Ele vai, ela vem
Ela se aconchega delicadamente a ele e enquanto ele a envolve, o sol desponta delicadamente no horizonte. Ele estremece, enquanto sente o tremor violento do corpo dela. Em um minuto, a ave, um belo falcão levanta vôo e ele se senta aturdido. Olha os pés e nota que estão lanhados de sangue. Não lembra o que foi, mas certamente na noite anterior, deve ter brigado e saiu ferido. Levanta, olha pra fora pela janela da cabana e aproxima-se da chama, pra esquentar as mãos. Sabe que vai nevar e espera que o falcão ache um abrigo.
Prepara uma caneca de café e se envolve em grossos mantos, preparado-se pra ir à aldeia. Sabe que tem pouco tempo, então toma o cajado pra ajudá-lo a caminhar, já que a perna ferida dói. Ao sair na porta da cabana, um lobo o espreita. Ele encara o animal que recua assustado. Vê nos olhos dele o reconhecimento e avança sem medo.
…
Muitas horas depois, enquanto o tempo escurece e flocos de neve começam a cair, ele retorna cansado. Sabe que logo anoitecerá e toma um caldo quente, evitando pensar no que o espera. A busca na aldeia não deu em nada.

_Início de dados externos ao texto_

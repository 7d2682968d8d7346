//! Presentation Layer
//!
//! This layer handles:
//! - CLI argument parsing (via clap)
//! - Creating use cases with infrastructure dependencies
//! - Output formatting (text/JSON)
//!
//! ## Structure
//!
//! - `cli` - Command-line definitions
//! - `factory` - Creates use cases with proper dependencies (dependency injection)
//! - `output` - Rendering for `list` results
//!
//! ## Usage
//!
//! ```ignore
//! use gridclear::presentation::factory;
//!
//! let use_case = factory::create_clear_use_case(&cache, OutputFormat::Text);
//! let summary = use_case.execute(&names, &options);
//! ```

pub mod cli;
pub mod factory;
pub mod output;

pub use cli::{Cli, Commands};
pub use factory::{create_clear_use_case, create_list_use_case, create_result_sender};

A noite vai caindo como um manto que aperta o coração dele, e ele sabe que o tempo não espera ninguém, é imutável... ele ouve o grito do falcão e assoma à porta, enquanto a neve rodopia em frente à cabana. O animal chega e entra rápido, sacudindo as penas. Vai pra cama e ele vê seu pequeno corpo ser violentamente sacudido, enquanto ela emerge como que envolta em véus. Está nua e ele aproxima-se. Tocam as mãos, ele a abraça e abruptamente se afasta. Corre para a porta e ela vê o lobo sair em disparada, uivando, em direção à floresta. Veste-se e reaviva o fogo pra se aquecer. Toma a sopa que ele deixou pronta pra ela e pega a folha em que ele escreve do seu amor à cada noite.
Lê, chora e pega o lápis com o qual reponderá falando do seu amor a ele. Assim tem sido por cinco anos e eles não sabem ainda quem poderá desfazer esse malefício. A noite é dela e o dia é dele. Os outros horários são mistério, perdidos pra consciência de cada um deles, horas mortas que afogam os seus sonhos e projetos e das quais eles nada sabem, a não ser pelos olhos do outro.
Claro que isso é uma historinha, objeto de filme conhecido, mas também traduz desencontros nos relacionamentos, que sem chegarem a esses extremos da lenda, falam do dia a dia em que as pessoas mesmo se amando, falam linguagem diferente, que geram desencontros tremendos.
Em qualquer relação, a linguagem é essencial e é bem aí que muita gente derrapa. E os encontros se tornam desencontros em que dois estranhos ficam sem ter o que dizer.